Me: I always forget how much being introverted sucks when trapped with crowds of people!
Them: And that’s why you should adopt my strategy of just avoiding places that would put you in said situations
Me: Well, the speech is entertaining enough, and there were fireworks. Still, I need to get away and am stuck for hours to come. Ah, life.

I’ve been called a social butterfly. I’ve been told I ‘act like I need people’. I’ve been told I ‘must be an extravert because you get on with people so well’. Maybe it comes across that way, but well, as the ‘extraverted introvert’, I can safely say that the past two days of no people have been entirely and absolutely crucial to my wellbeing.

Time off from people? I love you but please. Go away.
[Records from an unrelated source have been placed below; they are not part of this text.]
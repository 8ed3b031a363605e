//! Configuration layer: typed settings with layered precedence (file → env → CLI).

use std::path::PathBuf;
use std::str::FromStr;
use std::time::Duration;

use clap::{Args, Parser, Subcommand, ValueHint};
use config::{Config, Environment, File};
use serde::Deserialize;
use thiserror::Error;
use tracing::level_filters::LevelFilter;

const LOCAL_CONFIG_BASENAME: &str = "foglio";
const DEFAULT_PAGE_SIZE: u32 = 9;
const DEFAULT_RELATED_LIMIT: u32 = 3;

/// Command-line arguments for the Foglio binary.
#[derive(Debug, Parser)]
#[command(name = "foglio", version, about = "Foglio blog publishing core")]
pub struct CliArgs {
    /// Optional path to a configuration file.
    #[arg(long = "config-file", env = "FOGLIO_CONFIG_FILE", value_name = "PATH")]
    pub config_file: Option<PathBuf>,

    /// Override the base log level (trace|debug|info|warn|error).
    #[arg(long = "log-level", value_name = "LEVEL")]
    pub log_level: Option<String>,

    #[command(subcommand)]
    pub command: Option<Command>,
}

#[derive(Debug, Subcommand, Clone)]
pub enum Command {
    /// List published articles matching a query.
    List(ListArgs),
    /// Show one article with its rendered body and related reading.
    Show(ShowArgs),
    /// Render a markup file to HTML.
    Render(RenderArgs),
}

#[derive(Debug, Args, Clone)]
pub struct ListArgs {
    /// Case-insensitive search over titles, bodies and author names.
    #[arg(long, default_value = "")]
    pub search: String,

    /// Sort order: newest, oldest, popular or title.
    #[arg(long, default_value = "newest")]
    pub sort: String,

    /// 1-based page number.
    #[arg(long, default_value_t = 1)]
    pub page: u32,

    /// Override the configured page size.
    #[arg(long = "page-size", value_name = "N")]
    pub page_size: Option<u32>,

    /// Emit the listing as JSON instead of a table.
    #[arg(long, action = clap::ArgAction::SetTrue)]
    pub json: bool,
}

impl Default for ListArgs {
    fn default() -> Self {
        Self {
            search: String::new(),
            sort: "newest".to_string(),
            page: 1,
            page_size: None,
            json: false,
        }
    }
}

#[derive(Debug, Args, Clone)]
pub struct ShowArgs {
    /// Article id or slug.
    #[arg(value_name = "ARTICLE")]
    pub article: String,

    /// Emit the article and its node tree as JSON instead of HTML.
    #[arg(long, action = clap::ArgAction::SetTrue)]
    pub json: bool,
}

#[derive(Debug, Args, Clone)]
pub struct RenderArgs {
    /// Path to a markup file; standard input when omitted.
    #[arg(value_name = "PATH", value_hint = ValueHint::FilePath)]
    pub path: Option<PathBuf>,

    /// Emit the typed node tree as JSON instead of HTML.
    #[arg(long, action = clap::ArgAction::SetTrue)]
    pub nodes: bool,
}

/// Fully-resolved settings after precedence resolution and validation.
#[derive(Debug, Clone)]
pub struct Settings {
    pub logging: LoggingSettings,
    pub listing: ListingSettings,
    pub source: SourceSettings,
}

#[derive(Debug, Clone)]
pub struct LoggingSettings {
    pub level: LevelFilter,
    pub format: LogFormat,
}

#[derive(Debug, Clone, Copy)]
pub enum LogFormat {
    Json,
    Compact,
}

#[derive(Debug, Clone)]
pub struct ListingSettings {
    pub page_size: u32,
    pub related_limit: u32,
}

#[derive(Debug, Clone)]
pub struct SourceSettings {
    /// Simulated fetch latency applied by the in-memory source.
    pub latency: Duration,
}

#[derive(Debug, Error)]
pub enum LoadError {
    #[error("failed to build configuration: {0}")]
    Build(#[from] config::ConfigError),
    #[error("invalid configuration for `{key}`: {reason}")]
    Invalid { key: &'static str, reason: String },
}

impl LoadError {
    fn invalid(key: &'static str, reason: impl Into<String>) -> Self {
        Self::Invalid {
            key,
            reason: reason.into(),
        }
    }
}

#[derive(Debug, Clone, Deserialize, Default)]
#[serde(default)]
struct RawSettings {
    logging: RawLoggingSettings,
    listing: RawListingSettings,
    source: RawSourceSettings,
}

#[derive(Debug, Clone, Deserialize, Default)]
#[serde(default)]
struct RawLoggingSettings {
    level: Option<String>,
    json: Option<bool>,
}

#[derive(Debug, Clone, Deserialize, Default)]
#[serde(default)]
struct RawListingSettings {
    page_size: Option<u32>,
    related_limit: Option<u32>,
}

#[derive(Debug, Clone, Deserialize, Default)]
#[serde(default)]
struct RawSourceSettings {
    latency_ms: Option<u64>,
}

impl RawSettings {
    fn apply_cli_overrides(&mut self, cli: &CliArgs) {
        if let Some(level) = cli.log_level.as_ref() {
            self.logging.level = Some(level.clone());
        }
    }
}

/// Resolve settings with file → environment → CLI precedence.
pub fn load(cli: &CliArgs) -> Result<Settings, LoadError> {
    let mut builder =
        Config::builder().add_source(File::with_name(LOCAL_CONFIG_BASENAME).required(false));

    if let Some(path) = cli.config_file.as_ref() {
        builder = builder.add_source(File::from(path.as_path()).required(true));
    }

    builder = builder.add_source(Environment::with_prefix("FOGLIO").separator("__"));

    let mut raw: RawSettings = builder.build()?.try_deserialize()?;
    raw.apply_cli_overrides(cli);

    Settings::from_raw(raw)
}

/// Parse CLI arguments and resolve settings in one step.
pub fn load_with_cli() -> Result<(CliArgs, Settings), LoadError> {
    let args = CliArgs::parse();
    let settings = load(&args)?;
    Ok((args, settings))
}

impl Settings {
    fn from_raw(raw: RawSettings) -> Result<Self, LoadError> {
        Ok(Self {
            logging: build_logging_settings(raw.logging)?,
            listing: build_listing_settings(raw.listing)?,
            source: build_source_settings(raw.source),
        })
    }
}

fn build_logging_settings(logging: RawLoggingSettings) -> Result<LoggingSettings, LoadError> {
    let level = match logging.level {
        Some(level) => LevelFilter::from_str(level.as_str())
            .map_err(|err| LoadError::invalid("logging.level", format!("failed to parse: {err}")))?,
        None => LevelFilter::INFO,
    };
    let format = if logging.json.unwrap_or(false) {
        LogFormat::Json
    } else {
        LogFormat::Compact
    };
    Ok(LoggingSettings { level, format })
}

fn build_listing_settings(listing: RawListingSettings) -> Result<ListingSettings, LoadError> {
    let page_size = listing.page_size.unwrap_or(DEFAULT_PAGE_SIZE);
    if page_size == 0 {
        return Err(LoadError::invalid(
            "listing.page_size",
            "must be at least 1",
        ));
    }

    Ok(ListingSettings {
        page_size,
        related_limit: listing.related_limit.unwrap_or(DEFAULT_RELATED_LIMIT),
    })
}

fn build_source_settings(source: RawSourceSettings) -> SourceSettings {
    SourceSettings {
        latency: Duration::from_millis(source.latency_ms.unwrap_or(0)),
    }
}
//! Deterministic filter → sort → paginate pipeline over an article collection.
//!
//! The pipeline is a pure function of its inputs: no I/O, no shared state,
//! identical inputs produce identical listings. Callers own query state and
//! re-invoke on every change.

use std::cmp::Ordering;

use serde::Serialize;
use thiserror::Error;
use tracing::debug;

use crate::application::pagination;
use crate::domain::articles::Article;
use crate::domain::types::SortKey;

/// Rejection reasons for a malformed listing request. Recoverable: surface a
/// message and retry with corrected input.
#[derive(Debug, Clone, Error, PartialEq, Eq)]
pub enum InvalidQuery {
    #[error("unrecognized sort key `{key}`")]
    UnrecognizedSortKey { key: String },
    #[error("page number must be at least 1")]
    ZeroPage,
    #[error("page size must be at least 1")]
    ZeroPageSize,
}

/// A listing request: free-text term, sort order, 1-based page, page size.
#[derive(Debug, Clone, PartialEq, Eq, Serialize)]
pub struct Query {
    pub search: String,
    pub sort: SortKey,
    pub page: u32,
    pub page_size: u32,
}

impl Query {
    pub fn new(search: impl Into<String>, sort: SortKey, page: u32, page_size: u32) -> Self {
        Self {
            search: search.into(),
            sort,
            page,
            page_size,
        }
    }

    /// Build a query from untyped UI state. The sort key arrives as text and
    /// unrecognized values are rejected here rather than silently defaulted.
    pub fn parse(
        search: impl Into<String>,
        sort: &str,
        page: u32,
        page_size: u32,
    ) -> Result<Self, InvalidQuery> {
        let sort = SortKey::try_from(sort).map_err(|()| InvalidQuery::UnrecognizedSortKey {
            key: sort.to_string(),
        })?;
        let query = Self::new(search, sort, page, page_size);
        query.validate()?;
        Ok(query)
    }

    pub fn validate(&self) -> Result<(), InvalidQuery> {
        if self.page == 0 {
            return Err(InvalidQuery::ZeroPage);
        }
        if self.page_size == 0 {
            return Err(InvalidQuery::ZeroPageSize);
        }
        Ok(())
    }
}

/// One page of results plus the pagination metadata the caller needs to
/// render page controls.
#[derive(Debug, Clone, PartialEq, Serialize)]
pub struct Listing {
    pub items: Vec<Article>,
    pub total_matched: usize,
    pub total_pages: u32,
    pub page: u32,
    pub page_size: u32,
}

impl Listing {
    pub fn is_empty(&self) -> bool {
        self.items.is_empty()
    }

    /// 1-based inclusive range of the items shown on this page
    /// ("Showing 10 to 12 of 12"), or `None` for an empty page.
    pub fn shown_range(&self) -> Option<(usize, usize)> {
        if self.items.is_empty() {
            return None;
        }
        let start = (self.page as usize - 1) * self.page_size as usize + 1;
        Some((start, start + self.items.len() - 1))
    }
}

/// Evaluate a query against the collection.
///
/// Filtering keeps published articles whose title, body or author name
/// contains the search term case-insensitively (an empty term keeps all
/// published articles). Sorting is stable with explicit tie-breaks. A page
/// past the end returns an empty slice together with the real page count;
/// clamping is the caller's decision.
pub fn execute(articles: &[Article], query: &Query) -> Result<Listing, InvalidQuery> {
    query.validate()?;

    let mut matched: Vec<&Article> = articles
        .iter()
        .filter(|article| article.published && matches_term(article, &query.search))
        .collect();
    matched.sort_by(|a, b| compare(a, b, query.sort));

    let total_matched = matched.len();
    let total_pages = pagination::total_pages(total_matched, query.page_size);
    let bounds = pagination::page_bounds(total_matched, query.page, query.page_size);
    let items: Vec<Article> = matched[bounds].iter().map(|article| (*article).clone()).collect();

    debug!(
        search = %query.search,
        sort = %query.sort,
        page = query.page,
        total_matched,
        total_pages,
        "listing query evaluated"
    );

    Ok(Listing {
        items,
        total_matched,
        total_pages,
        page: query.page,
        page_size: query.page_size,
    })
}

fn matches_term(article: &Article, term: &str) -> bool {
    if term.is_empty() {
        return true;
    }
    let needle = term.to_lowercase();
    article.title.to_lowercase().contains(&needle)
        || article.body.to_lowercase().contains(&needle)
        || article.author.name.to_lowercase().contains(&needle)
}

fn compare(a: &Article, b: &Article, sort: SortKey) -> Ordering {
    match sort {
        SortKey::Newest => b
            .created_at
            .cmp(&a.created_at)
            .then_with(|| a.id.cmp(&b.id)),
        SortKey::Oldest => a
            .created_at
            .cmp(&b.created_at)
            .then_with(|| a.id.cmp(&b.id)),
        SortKey::Popular => read_minutes(b)
            .cmp(&read_minutes(a))
            .then_with(|| b.created_at.cmp(&a.created_at)),
        SortKey::Title => a.title.cmp(&b.title).then_with(|| a.id.cmp(&b.id)),
    }
}

fn read_minutes(article: &Article) -> u32 {
    article.read_time.unwrap_or(0)
}

#[cfg(test)]
mod tests {
    use time::OffsetDateTime;
    use time::macros::datetime;

    use crate::domain::articles::{ArticleId, Author};

    use super::*;

    fn author(id: u64, name: &str) -> Author {
        Author::new(id, name, format!("{}@example.com", id))
    }

    fn article(id: u64, title: &str, created_at: OffsetDateTime) -> Article {
        Article::new(
            ArticleId(id),
            title,
            "Body text.",
            true,
            created_at,
            author(1, "John Doe"),
        )
        .expect("valid article")
    }

    fn collection() -> Vec<Article> {
        vec![
            article(1, "Alpha", datetime!(2024-01-01 0:00 UTC)),
            article(2, "Beta", datetime!(2024-01-02 0:00 UTC)),
        ]
    }

    fn ids(listing: &Listing) -> Vec<u64> {
        listing.items.iter().map(|article| article.id.0).collect()
    }

    #[test]
    fn newest_sorts_descending_by_creation_time() {
        let listing = execute(
            &collection(),
            &Query::new("", SortKey::Newest, 1, 10),
        )
        .expect("listing");

        assert_eq!(ids(&listing), vec![2, 1]);
        assert_eq!(listing.total_matched, 2);
        assert_eq!(listing.total_pages, 1);
    }

    #[test]
    fn oldest_sorts_ascending_by_creation_time() {
        let listing = execute(
            &collection(),
            &Query::new("", SortKey::Oldest, 1, 10),
        )
        .expect("listing");

        assert_eq!(ids(&listing), vec![1, 2]);
    }

    #[test]
    fn equal_timestamps_break_ties_by_ascending_id() {
        let when = datetime!(2024-01-01 0:00 UTC);
        let articles = vec![article(3, "C", when), article(1, "A", when), article(2, "B", when)];

        let newest = execute(&articles, &Query::new("", SortKey::Newest, 1, 10)).expect("listing");
        assert_eq!(ids(&newest), vec![1, 2, 3]);

        let oldest = execute(&articles, &Query::new("", SortKey::Oldest, 1, 10)).expect("listing");
        assert_eq!(ids(&oldest), vec![1, 2, 3]);
    }

    #[test]
    fn popular_sorts_by_read_time_with_missing_as_zero() {
        let articles = vec![
            article(1, "Short", datetime!(2024-01-03 0:00 UTC)).with_read_time(3),
            article(2, "Long", datetime!(2024-01-01 0:00 UTC)).with_read_time(12),
            article(3, "Unknown", datetime!(2024-01-02 0:00 UTC)),
        ];

        let listing =
            execute(&articles, &Query::new("", SortKey::Popular, 1, 10)).expect("listing");
        assert_eq!(ids(&listing), vec![2, 1, 3]);
    }

    #[test]
    fn popular_ties_break_by_newest_creation() {
        let articles = vec![
            article(1, "A", datetime!(2024-01-01 0:00 UTC)).with_read_time(5),
            article(2, "B", datetime!(2024-01-02 0:00 UTC)).with_read_time(5),
        ];

        let listing =
            execute(&articles, &Query::new("", SortKey::Popular, 1, 10)).expect("listing");
        assert_eq!(ids(&listing), vec![2, 1]);
    }

    #[test]
    fn title_sorts_lexicographically() {
        let articles = vec![
            article(1, "Zig for Rustaceans", datetime!(2024-01-01 0:00 UTC)),
            article(2, "Async in Depth", datetime!(2024-01-02 0:00 UTC)),
        ];

        let listing = execute(&articles, &Query::new("", SortKey::Title, 1, 10)).expect("listing");
        assert_eq!(ids(&listing), vec![2, 1]);
    }

    #[test]
    fn unpublished_articles_never_appear() {
        let mut articles = collection();
        articles.push(
            Article::new(
                ArticleId(3),
                "Hidden Draft",
                "Secret body.",
                false,
                datetime!(2024-06-01 0:00 UTC),
                author(2, "Jane Smith"),
            )
            .expect("valid article"),
        );

        for sort in SortKey::ALL {
            let listing = execute(&articles, &Query::new("", sort, 1, 10)).expect("listing");
            assert!(!ids(&listing).contains(&3));
        }

        // Not even when the term only matches the draft.
        let listing =
            execute(&articles, &Query::new("Hidden", SortKey::Newest, 1, 10)).expect("listing");
        assert_eq!(listing.total_matched, 0);
        assert_eq!(listing.total_pages, 1);
    }

    #[test]
    fn search_is_case_insensitive_over_all_fields() {
        let mut articles = collection();
        articles[0].body = "Deep dive into WebAssembly internals.".to_string();
        articles[1].author = author(2, "Jane Smith");

        let by_title = execute(&articles, &Query::new("ALPHA", SortKey::Newest, 1, 10)).unwrap();
        assert_eq!(ids(&by_title), vec![1]);

        let by_body =
            execute(&articles, &Query::new("webassembly", SortKey::Newest, 1, 10)).unwrap();
        assert_eq!(ids(&by_body), vec![1]);

        let by_author = execute(&articles, &Query::new("jane", SortKey::Newest, 1, 10)).unwrap();
        assert_eq!(ids(&by_author), vec![2]);
    }

    #[test]
    fn non_matching_term_yields_empty_first_page() {
        let listing = execute(
            &collection(),
            &Query::new("quantum", SortKey::Newest, 1, 10),
        )
        .expect("listing");

        assert!(listing.is_empty());
        assert_eq!(listing.total_matched, 0);
        assert_eq!(listing.total_pages, 1);
        assert_eq!(listing.shown_range(), None);
    }

    #[test]
    fn page_past_the_end_is_reported_not_clamped() {
        let listing = execute(
            &collection(),
            &Query::new("", SortKey::Newest, 2, 10),
        )
        .expect("listing");

        assert!(listing.is_empty());
        assert_eq!(listing.total_matched, 2);
        assert_eq!(listing.total_pages, 1);
        assert_eq!(listing.page, 2);
    }

    #[test]
    fn pagination_slices_in_sorted_order() {
        let articles: Vec<Article> = (1..=5)
            .map(|id| {
                article(
                    id,
                    &format!("Article {id}"),
                    datetime!(2024-01-01 0:00 UTC) + time::Duration::days(id as i64),
                )
            })
            .collect();

        let first = execute(&articles, &Query::new("", SortKey::Newest, 1, 2)).unwrap();
        assert_eq!(ids(&first), vec![5, 4]);
        assert_eq!(first.total_pages, 3);
        assert_eq!(first.shown_range(), Some((1, 2)));

        let last = execute(&articles, &Query::new("", SortKey::Newest, 3, 2)).unwrap();
        assert_eq!(ids(&last), vec![1]);
        assert_eq!(last.shown_range(), Some((5, 5)));
    }

    #[test]
    fn parse_rejects_unrecognized_sort_key() {
        let err = Query::parse("", "bogus", 1, 10).expect_err("rejected");
        assert_eq!(
            err,
            InvalidQuery::UnrecognizedSortKey {
                key: "bogus".to_string()
            }
        );
    }

    #[test]
    fn zero_page_and_page_size_are_rejected() {
        assert_eq!(
            execute(&collection(), &Query::new("", SortKey::Newest, 0, 10)),
            Err(InvalidQuery::ZeroPage)
        );
        assert_eq!(
            execute(&collection(), &Query::new("", SortKey::Newest, 1, 0)),
            Err(InvalidQuery::ZeroPageSize)
        );
    }

    #[test]
    fn execution_is_idempotent_and_sorting_stable() {
        let articles = collection();
        let query = Query::new("", SortKey::Title, 1, 10);

        let first = execute(&articles, &query).expect("listing");
        let second = execute(&articles, &query).expect("listing");
        assert_eq!(first, second);

        // Re-sorting an already-sorted result changes nothing.
        let resorted = execute(&first.items, &query).expect("listing");
        assert_eq!(resorted.items, first.items);
    }

    #[test]
    fn inputs_are_never_mutated() {
        let articles = collection();
        let snapshot = articles.clone();
        let _ = execute(&articles, &Query::new("alpha", SortKey::Title, 1, 1)).unwrap();
        assert_eq!(articles, snapshot);
    }
}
Otherwise, I started moving up to Bowral today, have my house key, have my room picked out, left a chunk of clothing and bedding there (to be fixed on Friday after the carpet cleaner comes tomorrow), had a delicious pie and coffee, and tried to visit my sister and niece only to find the roads were still cut off due to excessively speedy winds and fallen trees and suchlike. Tomorrow, I’m thinking of making a roast dinner and maybe reading some Stephen Donaldson. Perhaps.

Need to work on some fiction too, but that’s another story – pun fully intended.